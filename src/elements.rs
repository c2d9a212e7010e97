//! Concrete elements and the opening-tag renderer.
//!
//! # Examples
//!
//! ```
//! use tagwright::elements::{Render, RenderContext, TextField};
//!
//! let html = TextField::new(Some("Email")).render(&RenderContext::default());
//! assert_eq!(html, "<input placeholder=\"Email\" type=\"text\" class=\"form-control\" />");
//! ```

pub use tagwright_elements::*;
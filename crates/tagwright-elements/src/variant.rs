//! Shared visual variants for form controls.

/// Color variant for components
#[derive(Debug, Clone, Copy, PartialEq, Eq)]
pub enum Variant {
	/// Primary color (default blue)
	Primary,
	/// Secondary color (default gray)
	Secondary,
	/// Success color (default green)
	Success,
	/// Danger color (default red)
	Danger,
	/// Warning color (default yellow)
	Warning,
	/// Info color (default cyan)
	Info,
	/// Light color (default light gray)
	Light,
	/// Dark color (default dark gray)
	Dark,
	/// Rendered like a hyperlink
	Link,
}

impl Variant {
	/// Convert variant to CSS class suffix
	pub fn as_str(&self) -> &'static str {
		match self {
			Self::Primary => "primary",
			Self::Secondary => "secondary",
			Self::Success => "success",
			Self::Danger => "danger",
			Self::Warning => "warning",
			Self::Info => "info",
			Self::Light => "light",
			Self::Dark => "dark",
			Self::Link => "link",
		}
	}
}

/// Size of a form control
#[derive(Debug, Clone, Copy, PartialEq, Eq, Default)]
pub enum ControlSize {
	/// Small
	Small,
	/// Medium (default, adds no class)
	#[default]
	Medium,
	/// Large
	Large,
}

impl ControlSize {
	/// Class suffix, `None` for the default size
	pub fn suffix(&self) -> Option<&'static str> {
		match self {
			Self::Small => Some("sm"),
			Self::Medium => None,
			Self::Large => Some("lg"),
		}
	}
}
+ + + +
What you have to do:
Lines holding the string "Success" must be copied out of the entries above.

Result:
	/// Success color (default green)
	Success,
			Self::Success => "success",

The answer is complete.